3/13/2018
It had been just another normal morning as I rose from my bed and put on my clothes. I pulled my jeans up, slipping the braces over my flannel-clad sleeves, and put on my canvas jacket. I slipped my feet into my poor boots—I must do something about the smell—and double-knotted the laces. The only thing that would be removing them from my feet would be the welding sparks, and while they'd sure been trying, they hadn't succeeded yet.
Knock knock knock.
I looked up at the man behind the window as I pulled my locks back into a hair tie. I glanced over at my roommate as he headed for the door. "Hey, could you let him in?"
He nodded and slipped out. A second later, in came my brother. I stood up with my arms open, but something was wrong. He ran into me, threw his arms around my chest and buried his face in my shoulder. It was happening again.

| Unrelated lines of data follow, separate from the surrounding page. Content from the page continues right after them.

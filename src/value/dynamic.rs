//! The dynamic value type.

use std::fmt;
use std::sync::Arc;

use super::{Function, Key, Object, Traversable};
use crate::Error;

/// A dynamically-typed value.
///
/// [`Value::Null`] is the absence sentinel used by
/// [`Optional`](crate::monad::Optional) and [`Chain`](crate::monad::Chain).
///
/// # Examples
///
/// ```rust
/// use traverso::traversable;
/// use traverso::value::Value;
///
/// let values = [
///     Value::Null,
///     Value::from(false),
///     Value::from(0),
///     Value::from(""),
///     Value::from("0"),
///     Value::from(traversable![]),
/// ];
/// assert!(values.iter().all(Value::is_empty));
///
/// assert!(!Value::from("abc").is_empty());
/// assert_eq!(Value::from(3.0).to_string(), "3");
/// ```
#[derive(Clone, Default)]
pub enum Value {
    /// The absence of a value.
    #[default]
    Null,
    /// A boolean.
    Bool(bool),
    /// A signed integer.
    Int(i64),
    /// A floating point number.
    Float(f64),
    /// A string.
    Str(String),
    /// An ordered key→value collection.
    Array(Traversable),
    /// An object exposing [`Object`] capabilities.
    Object(Arc<dyn Object>),
    /// A callable.
    Function(Function),
}

static_assertions::assert_impl_all!(Value: Send, Sync);

/// A number extracted from a [`Value`].
#[derive(Debug, Clone, Copy, PartialEq)]
pub enum Number {
    /// An integer.
    Int(i64),
    /// A float.
    Float(f64),
}

impl Number {
    /// Returns the number as a float.
    #[allow(clippy::cast_precision_loss)]
    pub const fn as_f64(self) -> f64 {
        match self {
            Self::Int(integer) => integer as f64,
            Self::Float(float) => float,
        }
    }

    /// Adds two numbers, staying integral until an operand is a float or the
    /// integer addition overflows.
    #[must_use]
    pub fn add(self, other: Self) -> Self {
        match (self, other) {
            (Self::Int(left), Self::Int(right)) => left
                .checked_add(right)
                .map_or_else(|| Self::Float(self.as_f64() + other.as_f64()), Self::Int),
            _ => Self::Float(self.as_f64() + other.as_f64()),
        }
    }
}

impl From<Number> for Value {
    fn from(number: Number) -> Self {
        match number {
            Number::Int(integer) => Self::Int(integer),
            Number::Float(float) => Self::Float(float),
        }
    }
}

/// Parses a numeric string: optional surrounding whitespace, an optional
/// sign, decimal digits with an optional fraction and exponent.
pub(crate) fn parse_numeric(text: &str) -> Option<Number> {
    let trimmed = text.trim();
    let body = trimmed.strip_prefix(['+', '-']).unwrap_or(trimmed);
    let (mantissa, exponent) = match body.find(['e', 'E']) {
        Some(position) => (&body[..position], Some(&body[position + 1..])),
        None => (body, None),
    };
    let (whole, fraction) = match mantissa.find('.') {
        Some(position) => (&mantissa[..position], Some(&mantissa[position + 1..])),
        None => (mantissa, None),
    };
    let all_digits = |part: &str| part.bytes().all(|byte| byte.is_ascii_digit());
    let mantissa_valid = all_digits(whole)
        && fraction.is_none_or(all_digits)
        && (!whole.is_empty() || fraction.is_some_and(|digits| !digits.is_empty()));
    let exponent_valid = exponent.is_none_or(|digits| {
        let digits = digits.strip_prefix(['+', '-']).unwrap_or(digits);
        !digits.is_empty() && all_digits(digits)
    });
    if !mantissa_valid || !exponent_valid {
        return None;
    }
    if fraction.is_none() && exponent.is_none() {
        if let Ok(integer) = trimmed.parse::<i64>() {
            return Some(Number::Int(integer));
        }
    }
    trimmed.parse::<f64>().ok().map(Number::Float)
}

impl Value {
    /// Wraps an [`Object`] implementation.
    pub fn object(object: impl Object + 'static) -> Self {
        Self::Object(Arc::new(object))
    }

    /// Returns `true` for the absence sentinel.
    #[inline]
    pub const fn is_null(&self) -> bool {
        matches!(self, Self::Null)
    }

    /// Returns `true` if the value counts as empty: `Null`, `false`, `0`,
    /// `0.0`, `""`, `"0"` and empty arrays. Objects and functions are never
    /// empty.
    pub fn is_empty(&self) -> bool {
        match self {
            Self::Null => true,
            Self::Bool(boolean) => !boolean,
            Self::Int(integer) => *integer == 0,
            Self::Float(float) => *float == 0.0,
            Self::Str(text) => text.is_empty() || text == "0",
            Self::Array(traversable) => traversable.is_empty(),
            Self::Object(_) | Self::Function(_) => false,
        }
    }

    /// Returns `true` unless the value [`is_empty`](Self::is_empty).
    #[inline]
    pub fn is_truthy(&self) -> bool {
        !self.is_empty()
    }

    /// Returns `true` for arrays and iterable objects.
    pub fn is_traversable(&self) -> bool {
        match self {
            Self::Array(_) => true,
            Self::Object(object) => object.iterate().is_some(),
            _ => false,
        }
    }

    /// Returns `true` if the value can be [`call`](Self::call)ed: a function,
    /// or a two-element list `[object, "method"]` naming an existing method.
    pub fn is_callable(&self) -> bool {
        match self {
            Self::Function(_) => true,
            Self::Array(traversable) => bound_method(traversable).is_some(),
            _ => false,
        }
    }

    /// Calls the value.
    ///
    /// # Errors
    ///
    /// Returns [`Error::InvalidArgument`] if the value is not callable, or the
    /// error produced by the callee.
    pub fn call(&self, arguments: &[Self]) -> Result<Self, Error> {
        match self {
            Self::Function(function) => function.call(arguments),
            Self::Array(traversable) => match bound_method(traversable) {
                Some((object, method)) => object.call_method(method, arguments),
                None => Err(not_callable(self)),
            },
            _ => Err(not_callable(self)),
        }
    }

    /// Returns the boolean, if this is a `Bool`.
    pub const fn as_bool(&self) -> Option<bool> {
        match self {
            Self::Bool(boolean) => Some(*boolean),
            _ => None,
        }
    }

    /// Returns the integer, if this is an `Int`.
    pub const fn as_i64(&self) -> Option<i64> {
        match self {
            Self::Int(integer) => Some(*integer),
            _ => None,
        }
    }

    /// Returns the number, if this is an `Int` or a `Float`.
    #[allow(clippy::cast_precision_loss)]
    pub const fn as_f64(&self) -> Option<f64> {
        match self {
            Self::Int(integer) => Some(*integer as f64),
            Self::Float(float) => Some(*float),
            _ => None,
        }
    }

    /// Returns the string slice, if this is a `Str`.
    pub fn as_str(&self) -> Option<&str> {
        match self {
            Self::Str(text) => Some(text),
            _ => None,
        }
    }

    /// Returns the traversable, if this is an `Array`.
    pub const fn as_traversable(&self) -> Option<&Traversable> {
        match self {
            Self::Array(traversable) => Some(traversable),
            _ => None,
        }
    }

    /// Returns the object, if this is an `Object`.
    pub fn as_object(&self) -> Option<&dyn Object> {
        match self {
            Self::Object(object) => Some(object.as_ref()),
            _ => None,
        }
    }

    /// Returns the function, if this is a `Function`.
    pub const fn as_function(&self) -> Option<&Function> {
        match self {
            Self::Function(function) => Some(function),
            _ => None,
        }
    }

    /// Returns the numeric reading of the value: numbers as they are,
    /// booleans as `0`/`1`, numeric strings parsed; `None` otherwise.
    pub fn to_number(&self) -> Option<Number> {
        match self {
            Self::Int(integer) => Some(Number::Int(*integer)),
            Self::Float(float) => Some(Number::Float(*float)),
            Self::Bool(boolean) => Some(Number::Int(i64::from(*boolean))),
            Self::Str(text) => parse_numeric(text),
            _ => None,
        }
    }

    /// Converts the value to a float: non-numeric values read as `0.0`,
    /// except non-empty arrays and objects which read as `1.0`.
    pub fn to_f64(&self) -> f64 {
        self.to_number().map_or_else(
            || match self {
                Self::Array(traversable) if !traversable.is_empty() => 1.0,
                Self::Object(_) | Self::Function(_) => 1.0,
                _ => 0.0,
            },
            Number::as_f64,
        )
    }

    /// Converts the value to a key, if it is an integer or a string.
    pub fn to_key(&self) -> Option<Key> {
        match self {
            Self::Int(integer) => Some(Key::Index(*integer)),
            Self::Str(text) => Some(Key::from(text.as_str())),
            _ => None,
        }
    }

    /// Returns a short name for the type of the value.
    pub fn type_name(&self) -> &str {
        match self {
            Self::Null => "null",
            Self::Bool(_) => "bool",
            Self::Int(_) => "int",
            Self::Float(_) => "float",
            Self::Str(_) => "string",
            Self::Array(_) => "array",
            Self::Object(object) => object.class_name(),
            Self::Function(_) => "function",
        }
    }
}

fn bound_method(traversable: &Traversable) -> Option<(&dyn Object, &str)> {
    if traversable.len() != 2 || !traversable.is_list() {
        return None;
    }
    let object = traversable.get(&Key::Index(0))?.as_object()?;
    let method = traversable.get(&Key::Index(1))?.as_str()?;
    object.has_method(method).then_some((object, method))
}

fn not_callable(value: &Value) -> Error {
    Error::invalid_argument(format!("value of type {} is not callable", value.type_name()))
}

fn format_float(float: f64) -> String {
    if float.is_nan() {
        "NAN".to_string()
    } else if float.is_infinite() {
        let text = if float.is_sign_positive() { "INF" } else { "-INF" };
        text.to_string()
    } else {
        float.to_string()
    }
}

impl fmt::Display for Value {
    /// Renders the string form of the value: `Null` and `false` as `""`,
    /// `true` as `"1"`, arrays as `"Array"`, objects as their class name.
    fn fmt(&self, formatter: &mut fmt::Formatter<'_>) -> fmt::Result {
        match self {
            Self::Null | Self::Bool(false) => Ok(()),
            Self::Bool(true) => formatter.write_str("1"),
            Self::Int(integer) => write!(formatter, "{integer}"),
            Self::Float(float) => formatter.write_str(&format_float(*float)),
            Self::Str(text) => formatter.write_str(text),
            Self::Array(_) => formatter.write_str("Array"),
            Self::Object(object) => formatter.write_str(object.class_name()),
            Self::Function(_) => formatter.write_str("Function"),
        }
    }
}

impl fmt::Debug for Value {
    fn fmt(&self, formatter: &mut fmt::Formatter<'_>) -> fmt::Result {
        match self {
            Self::Null => formatter.write_str("Null"),
            Self::Bool(boolean) => write!(formatter, "{boolean:?}"),
            Self::Int(integer) => write!(formatter, "{integer:?}"),
            Self::Float(float) => write!(formatter, "{float:?}"),
            Self::Str(text) => write!(formatter, "{text:?}"),
            Self::Array(traversable) => write!(formatter, "{traversable:?}"),
            Self::Object(object) => write!(formatter, "{object:?}"),
            Self::Function(function) => write!(formatter, "{function:?}"),
        }
    }
}

impl PartialEq for Value {
    /// Structural equality; objects compare by identity.
    fn eq(&self, other: &Self) -> bool {
        match (self, other) {
            (Self::Null, Self::Null) => true,
            (Self::Bool(left), Self::Bool(right)) => left == right,
            (Self::Int(left), Self::Int(right)) => left == right,
            (Self::Float(left), Self::Float(right)) => left == right,
            (Self::Str(left), Self::Str(right)) => left == right,
            (Self::Array(left), Self::Array(right)) => left == right,
            (Self::Object(left), Self::Object(right)) => Arc::ptr_eq(left, right),
            (Self::Function(left), Self::Function(right)) => left == right,
            _ => false,
        }
    }
}

impl From<bool> for Value {
    fn from(boolean: bool) -> Self {
        Self::Bool(boolean)
    }
}

impl From<i32> for Value {
    fn from(integer: i32) -> Self {
        Self::Int(i64::from(integer))
    }
}

impl From<i64> for Value {
    fn from(integer: i64) -> Self {
        Self::Int(integer)
    }
}

impl From<u32> for Value {
    fn from(integer: u32) -> Self {
        Self::Int(i64::from(integer))
    }
}

impl From<usize> for Value {
    #[allow(clippy::cast_precision_loss)]
    fn from(integer: usize) -> Self {
        i64::try_from(integer).map_or(Self::Float(integer as f64), Self::Int)
    }
}

impl From<f64> for Value {
    fn from(float: f64) -> Self {
        Self::Float(float)
    }
}

impl From<&str> for Value {
    fn from(text: &str) -> Self {
        Self::Str(text.to_string())
    }
}

impl From<String> for Value {
    fn from(text: String) -> Self {
        Self::Str(text)
    }
}

impl From<Key> for Value {
    fn from(key: Key) -> Self {
        match key {
            Key::Index(index) => Self::Int(index),
            Key::Name(name) => Self::Str(name),
        }
    }
}

impl From<&Key> for Value {
    fn from(key: &Key) -> Self {
        Self::from(key.clone())
    }
}

impl From<Traversable> for Value {
    fn from(traversable: Traversable) -> Self {
        Self::Array(traversable)
    }
}

impl From<Function> for Value {
    fn from(function: Function) -> Self {
        Self::Function(function)
    }
}

impl From<Arc<dyn Object>> for Value {
    fn from(object: Arc<dyn Object>) -> Self {
        Self::Object(object)
    }
}

impl From<()> for Value {
    fn from((): ()) -> Self {
        Self::Null
    }
}

impl<T: Into<Self>> From<Option<T>> for Value {
    fn from(option: Option<T>) -> Self {
        option.map_or(Self::Null, Into::into)
    }
}

impl<T: Into<Self>> From<Vec<T>> for Value {
    fn from(values: Vec<T>) -> Self {
        Self::Array(Traversable::from_values(values))
    }
}

impl<T: Into<Self>, const N: usize> From<[T; N]> for Value {
    fn from(values: [T; N]) -> Self {
        Self::Array(Traversable::from_values(values))
    }
}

I cradled him in my arms, leading him down to the edge of my bed, where we sat in silence as sobs shook through his scrawny frame. I held him tightly, assuring him wordlessly that I was there for him, that everything would be okay. A couple people walked by, curious expressions written across their faces; I waved them along and laid my head on his.
A couple minutes passed. Finally, he sat up and wiped his eyes and nose. I watched him, not even needing to ask.
"I woke up having another panic attack," he murmured, rubbing his puffy eyes.
"It's okay," I lied. "You'll get better."
He looked me in the eye. He didn't have to say it; I could see the question in his eyes.
Will I?
I didn't know what to say. I still don't.